製造業関係のある企業では、京都で行なわれたCOP3での動きなどを受けて、環境ビジネスに着目し、生ゴミ処理機の開発を行なっていました。コンセプトはバイオ式消滅型生ゴミ処理で98%を減容、一日処理能力は1キロタイプから2トンタイプまでさまざま。
しかし、この業界は開発競争が熾烈、1〜2年前に見学にお邪魔した松江の業者も殆ど同じコンセプトのゴミ処理機を開発しています。ここでは、例えば山の頂上など、処理困難な場所への簡易トイレの設置なども事業展開しようとしていましたが、その後どうなったのか?恐らく全国でも数多くの業者が、さまざまなコンセプトで開発と販売に凌ぎを削っていることと思います。私のところでさえもさまざまな業者の方から、さまざまな機器や商品の売り込みの紹介依頼があります。生き残りは容易ではありません。
件の企業、本業の方は公共事業や企業の設備投資意欲の減退などで、仕事量の落ち込みはそれほどではないものの、単価の落ち込みが激しく、本当に大変な様子です。そんな環境もあって、新世紀型産業分野への進出を数年前から模索し、現在バイオ式消滅型生ゴミ処理機に社運をかけ、販路拡大に取り組んでいらっしゃるとのことです。
生ゴミ処理機
現在、多くの自治体では、ダイオキシン対策のための次世代型焼却炉の整備が迫られていますが、連続燃焼のためには1日100トンのゴミが必要とされた数年前に比べ炉の技術革新が凄まじく、炉の大きさを決めるゴミの減量化や効率燃焼が課題となりつつあります。そうした中ですので、生ゴミ処理機は、自治体にとっては魅力的ではありますが、国の補助制度がないことや、設置後のランニングコスト(収集体制や住民への周知の問題も含め)などを考慮すると二の足を踏むこととなり、広がりにくい実態と思われます。
一方、先ほど述べたように、生ゴミの減量は行政にとって大きな課題でありますので、家庭用の処理機購入の際には多くの市町村が独自で補助制度を設けています。こうすれば、1回だけの一部補助で済みますし、ランニングコストもかかりません。地方交付税の将来も不透明な中、財政状況の厳しい地方自治体にとって、自治体設置と家庭設置を秤にかければ当然の結果と言えます。
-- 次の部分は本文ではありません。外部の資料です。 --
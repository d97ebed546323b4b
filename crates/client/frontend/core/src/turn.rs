//! Turn ownership tracking for turn-based battles.
//!
//! Once per frame [`TurnSynchronizer::update`] decides whether the player may
//! act, walks the end-turn confirmation for units with unfinished moves, and
//! advances the simulation. While the other side acts unseen the view cuts
//! away to a placeholder and fast-forwards.

use std::collections::BTreeSet;

use battle_core::{OrgId, Simulation, TilePos, UnitId};
use rand::Rng;
use rand::rngs::StdRng;
use tracing::{debug, info};

use crate::camera::UpdateSpeed;
use crate::config::TurnConfig;
use crate::selection::SelectionSet;

/// Number of cut-away background pictures to choose from.
pub const HIDDEN_BACKGROUNDS: usize = 4;

#[derive(Clone, Copy, Debug, PartialEq, Eq, Hash, strum::Display)]
#[strum(serialize_all = "snake_case")]
pub enum TurnPhase {
    MyTurnActive,
    NotMyTurn,
    EndTurnPending,
    /// Waiting for the player to answer the continue prompt for the unit.
    UnitConfirmationPending(UnitId),
    HiddenCutaway,
}

/// Something the view has to act on after a synchronizer step.
#[derive(Clone, Copy, Debug, PartialEq, Eq)]
pub enum TurnSignal {
    /// Control passed away from the player; the selection was stashed.
    Yielded,
    /// Control returned; the stashed selection is back.
    Regained,
    /// Ask whether the unit should carry on with its remaining move.
    Prompt(UnitId),
    FocusCamera(TilePos),
}

/// Placeholder content shown while the cut-away is up.
#[derive(Clone, Debug, PartialEq, Eq)]
pub struct Cutaway {
    pub turn: u32,
    pub side: String,
    pub player: &'static str,
    pub background: usize,
}

#[derive(Debug)]
pub struct TurnSynchronizer {
    config: TurnConfig,
    not_my_turn: bool,
    end_turn_requested: bool,
    pending: Option<UnitId>,
    /// Units already offered a continuation during this end-turn attempt.
    skipped: BTreeSet<UnitId>,
    saved_selection: SelectionSet,
    hidden: bool,
    background: usize,
    rng: StdRng,
}

impl TurnSynchronizer {
    pub fn new(config: TurnConfig, rng: StdRng) -> Self {
        Self {
            config,
            not_my_turn: false,
            end_turn_requested: false,
            pending: None,
            skipped: BTreeSet::new(),
            saved_selection: SelectionSet::new(),
            hidden: false,
            background: 0,
            rng,
        }
    }

    pub fn phase(&self) -> TurnPhase {
        if self.hidden {
            TurnPhase::HiddenCutaway
        } else if let Some(unit) = self.pending {
            TurnPhase::UnitConfirmationPending(unit)
        } else if self.end_turn_requested {
            TurnPhase::EndTurnPending
        } else if self.not_my_turn {
            TurnPhase::NotMyTurn
        } else {
            TurnPhase::MyTurnActive
        }
    }

    pub fn is_my_turn(&self) -> bool {
        !self.not_my_turn
    }

    pub fn is_hidden(&self) -> bool {
        self.hidden
    }

    pub fn pending_unit(&self) -> Option<UnitId> {
        self.pending
    }

    pub fn skipped(&self) -> impl Iterator<Item = UnitId> + '_ {
        self.skipped.iter().copied()
    }

    /// Selection to restore once the player regains control.
    pub fn saved_selection(&self) -> &SelectionSet {
        &self.saved_selection
    }

    pub fn request_end_turn(&mut self) {
        if !self.end_turn_requested {
            info!(target: "turn", "end turn requested");
        }
        self.end_turn_requested = true;
    }

    /// Answer to the continue prompt. Yes lets the unit carry on; no ends
    /// the turn without asking about anyone else.
    pub fn answer<S>(&mut self, sim: &mut S, carry_on: bool)
    where
        S: Simulation + ?Sized,
    {
        let Some(unit) = self.pending.take() else {
            debug!(target: "turn", "continue answer without a pending unit");
            return;
        };
        if carry_on {
            debug!(target: "turn", %unit, "unit continues its move");
            sim.drop_pending_step(unit);
        } else {
            self.open_turn_gate(sim);
        }
    }

    /// One frame of turn bookkeeping followed by the simulation ticks.
    pub fn update<S>(
        &mut self,
        sim: &mut S,
        selection: &mut SelectionSet,
        speed: UpdateSpeed,
    ) -> Vec<TurnSignal>
    where
        S: Simulation + ?Sized,
    {
        let mut signals = Vec::new();
        let turn_based = sim.mode().is_turn_based();

        if turn_based {
            self.sync_ownership(sim, selection, &mut signals);
            self.confirm_unfinished_moves(sim, &mut signals);
            self.maybe_hide(sim);
        }

        let ticks = if self.hidden {
            self.config.hidden_catchup_ticks
        } else {
            speed.ticks()
        };
        for _ in 0..ticks {
            sim.step();
            if self.hidden && self.try_unhide(sim, &mut signals) {
                break;
            }
        }
        signals
    }

    pub fn cutaway<S>(&self, sim: &S) -> Option<Cutaway>
    where
        S: Simulation + ?Sized,
    {
        self.hidden.then(|| Cutaway {
            turn: sim.turn(),
            side: sim.org_name(sim.active_org()),
            player: "Computer",
            background: self.background,
        })
    }

    fn not_my_turn<S>(&self, sim: &S) -> bool
    where
        S: Simulation + ?Sized,
    {
        self.end_turn_requested
            || sim.turn_end_allowed()
            || sim.interrupts_pending()
            || sim.active_org() != sim.current_player()
    }

    fn sync_ownership<S>(
        &mut self,
        sim: &S,
        selection: &mut SelectionSet,
        signals: &mut Vec<TurnSignal>,
    ) where
        S: Simulation + ?Sized,
    {
        let not_my_turn = self.not_my_turn(sim);
        if not_my_turn == self.not_my_turn {
            return;
        }
        let from = self.phase();
        self.not_my_turn = not_my_turn;
        if not_my_turn {
            self.saved_selection = std::mem::take(selection);
            signals.push(TurnSignal::Yielded);
        } else {
            *selection = self.saved_selection.clone();
            signals.push(TurnSignal::Regained);
        }
        info!(target: "turn", from = ?from, to = ?self.phase(), "turn phase changed");
    }

    fn confirm_unfinished_moves<S>(&mut self, sim: &mut S, signals: &mut Vec<TurnSignal>)
    where
        S: Simulation + ?Sized,
    {
        if !self.end_turn_requested
            || self.pending.is_some()
            || sim.ticks_without_action() < self.config.end_turn_idle_ticks
        {
            return;
        }

        let candidate = sim
            .units_of(sim.active_org())
            .into_iter()
            .find(|unit| unit.continuable_move && !self.skipped.contains(&unit.id));

        match candidate {
            Some(unit) => {
                info!(target: "turn", unit = %unit.id, "offering to continue unfinished move");
                self.pending = Some(unit.id);
                self.skipped.insert(unit.id);
                sim.notify_action();
                signals.push(TurnSignal::Prompt(unit.id));
            }
            None => self.open_turn_gate(sim),
        }
    }

    fn open_turn_gate<S>(&mut self, sim: &mut S)
    where
        S: Simulation + ?Sized,
    {
        info!(target: "turn", skipped = self.skipped.len(), "turn end allowed");
        sim.set_turn_end_allowed(true);
        self.end_turn_requested = false;
        self.skipped.clear();
    }

    fn maybe_hide<S>(&mut self, sim: &S)
    where
        S: Simulation + ?Sized,
    {
        let player = sim.current_player();
        if self.hidden
            || !self.not_my_turn
            || sim.active_org() == player
            || sim.ticks_without_seen_action(player) <= self.config.hide_display_ticks
        {
            return;
        }
        self.hidden = true;
        self.background = self.rng.gen_range(0..HIDDEN_BACKGROUNDS);
        info!(
            target: "turn",
            side = %sim.org_name(sim.active_org()),
            background = self.background,
            "hidden cut-away entered"
        );
    }

    /// Returns true once the cut-away ended.
    fn try_unhide<S>(&mut self, sim: &S, signals: &mut Vec<TurnSignal>) -> bool
    where
        S: Simulation + ?Sized,
    {
        let player: OrgId = sim.current_player();
        let focus = if sim.ticks_without_seen_action(player) == 0 {
            sim.last_seen_action_location(player)
        } else if sim.active_org() == player {
            self.saved_selection
                .front()
                .and_then(|unit| sim.unit(unit))
                .map(|unit| unit.tile)
        } else {
            return false;
        };

        self.hidden = false;
        info!(target: "turn", focus = ?focus, "hidden cut-away left");
        if let Some(tile) = focus {
            signals.push(TurnSignal::FocusCamera(tile));
        }
        true
    }
}

#[cfg(test)]
mod tests {
    use super::*;
    use battle_core::mock::{MockBattle, Scripted};
    use battle_core::{TurnOracle, UnitOracle};
    use rand::SeedableRng;

    fn sync() -> TurnSynchronizer {
        let config = TurnConfig {
            end_turn_idle_ticks: 3,
            hide_display_ticks: 5,
            hidden_catchup_ticks: 16,
        };
        TurnSynchronizer::new(config, StdRng::seed_from_u64(7))
    }

    #[test]
    fn selection_is_stashed_while_the_enemy_moves() {
        let mut battle = MockBattle::turn_based();
        let unit = battle.spawn(1, MockBattle::PLAYER, TilePos::new(1, 1, 0));
        let mut turns = sync();
        let mut selection = SelectionSet::single(unit);

        battle.active = MockBattle::ALIENS;
        let signals = turns.update(&mut battle, &mut selection, UpdateSpeed::Pause);
        assert_eq!(signals, vec![TurnSignal::Yielded]);
        assert!(selection.is_empty());
        assert_eq!(turns.phase(), TurnPhase::NotMyTurn);

        battle.active = MockBattle::PLAYER;
        let signals = turns.update(&mut battle, &mut selection, UpdateSpeed::Pause);
        assert_eq!(signals, vec![TurnSignal::Regained]);
        assert_eq!(selection.front(), Some(unit));
        assert_eq!(turns.phase(), TurnPhase::MyTurnActive);
    }

    #[test]
    fn yes_lets_the_unit_continue_and_asks_again_later() {
        let mut battle = MockBattle::turn_based();
        let a = battle.spawn(1, MockBattle::PLAYER, TilePos::new(1, 1, 0));
        let b = battle.spawn(2, MockBattle::PLAYER, TilePos::new(2, 1, 0));
        battle.unit_mut(a).unwrap().continuable_move = true;
        battle.unit_mut(b).unwrap().continuable_move = true;
        battle.ticks_without_action = 10;

        let mut turns = sync();
        let mut selection = SelectionSet::new();
        turns.request_end_turn();
        let signals = turns.update(&mut battle, &mut selection, UpdateSpeed::Pause);
        assert!(signals.contains(&TurnSignal::Prompt(a)));
        assert_eq!(battle.ticks_without_action(), 0);

        turns.answer(&mut battle, true);
        assert!(!battle.unit(a).unwrap().continuable_move);
        assert_eq!(turns.phase(), TurnPhase::EndTurnPending);

        battle.ticks_without_action = 10;
        let signals = turns.update(&mut battle, &mut selection, UpdateSpeed::Pause);
        assert_eq!(signals, vec![TurnSignal::Prompt(b)]);
    }

    #[test]
    fn no_candidates_open_the_gate() {
        let mut battle = MockBattle::turn_based();
        battle.spawn(1, MockBattle::PLAYER, TilePos::new(1, 1, 0));
        battle.ticks_without_action = 10;

        let mut turns = sync();
        let mut selection = SelectionSet::new();
        turns.request_end_turn();
        turns.update(&mut battle, &mut selection, UpdateSpeed::Pause);
        assert!(battle.turn_end_allowed());
        assert_eq!(turns.phase(), TurnPhase::NotMyTurn);
    }

    #[test]
    fn real_time_only_ticks() {
        let mut battle = MockBattle::real_time();
        battle.active = MockBattle::ALIENS;
        let mut turns = sync();
        let mut selection = SelectionSet::new();
        let signals = turns.update(&mut battle, &mut selection, UpdateSpeed::Speed3);
        assert!(signals.is_empty());
        assert_eq!(battle.game_ticks(), 4);
        assert!(turns.is_my_turn());
    }

    #[test]
    fn cutaway_ends_when_control_returns() {
        let mut battle = MockBattle::turn_based();
        let unit = battle.spawn(1, MockBattle::PLAYER, TilePos::new(4, 4, 1));
        let mut turns = sync();
        let mut selection = SelectionSet::single(unit);

        battle.active = MockBattle::ALIENS;
        battle.ticks_without_seen_action.insert(MockBattle::PLAYER, 50);
        battle.schedule(20, Scripted::TurnTo(MockBattle::PLAYER));
        let signals = turns.update(&mut battle, &mut selection, UpdateSpeed::Pause);
        assert_eq!(signals, vec![TurnSignal::Yielded]);
        assert_eq!(turns.phase(), TurnPhase::HiddenCutaway);
        assert_eq!(battle.game_ticks(), 16);
        let cutaway = turns.cutaway(&battle).unwrap();
        assert_eq!(cutaway.side, "Aliens");
        assert!(cutaway.background < HIDDEN_BACKGROUNDS);

        let signals = turns.update(&mut battle, &mut selection, UpdateSpeed::Pause);
        assert_eq!(signals, vec![TurnSignal::FocusCamera(TilePos::new(4, 4, 1))]);
        assert!(!turns.is_hidden());
        assert_eq!(battle.game_ticks(), 20, "catch-up stops as soon as the cut-away ends");
    }
}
とういことで、社運を賭けているともいえる大型処理機の販売にはかなり苦戦を強いられている様子でした。そこで、国の補助事業の対象にでもしていただけないかとの相談、陳情でした。
公共事業
この日最初にお邪魔したのは東出雲町のおちらと村≠ナ、ここで町長からの陳情を受けました。この施設は、介護保険施行にともない、高齢者の皆さんが少しでも介護保険のお世話にならないようにと、元気な高齢者の皆さんの生きがいづくりのため作られたもので、木工細工やIT講習などさまざまな行事が催されています。これは、介護予防拠点施設と言われるもので、国の10割国庫補助事業として、国費1億7千万円、土地代や周辺整備に町費5500万年余を投じて作られた木造のとても立派な建物で、管理は社会福祉協議会に委託されています。
かつて、草ぼうぼうで未整備だった揖屋駅周辺の姿を見かねた地元の石原町議が、町の顔とも言える場所であり、整備すべきではないかと本会議で提案したのが実り、駅舎隣接の案内所やトイレ、鉄道をまたぐエレベーターつきの舗道、駐輪場、周辺の公園が整備されました。夕方、その場所を見に行きました。
事業費13億円余り、壁に向かってテニスが出来たり、バスケット、スケートボードなど青少年向けの施設も整備され、高校生が、バスケットやスケボーに興じていました。スケボーは、米子あたりからも汽車に乗って利用しに来るのだそうです。そのことは素晴らしいことです。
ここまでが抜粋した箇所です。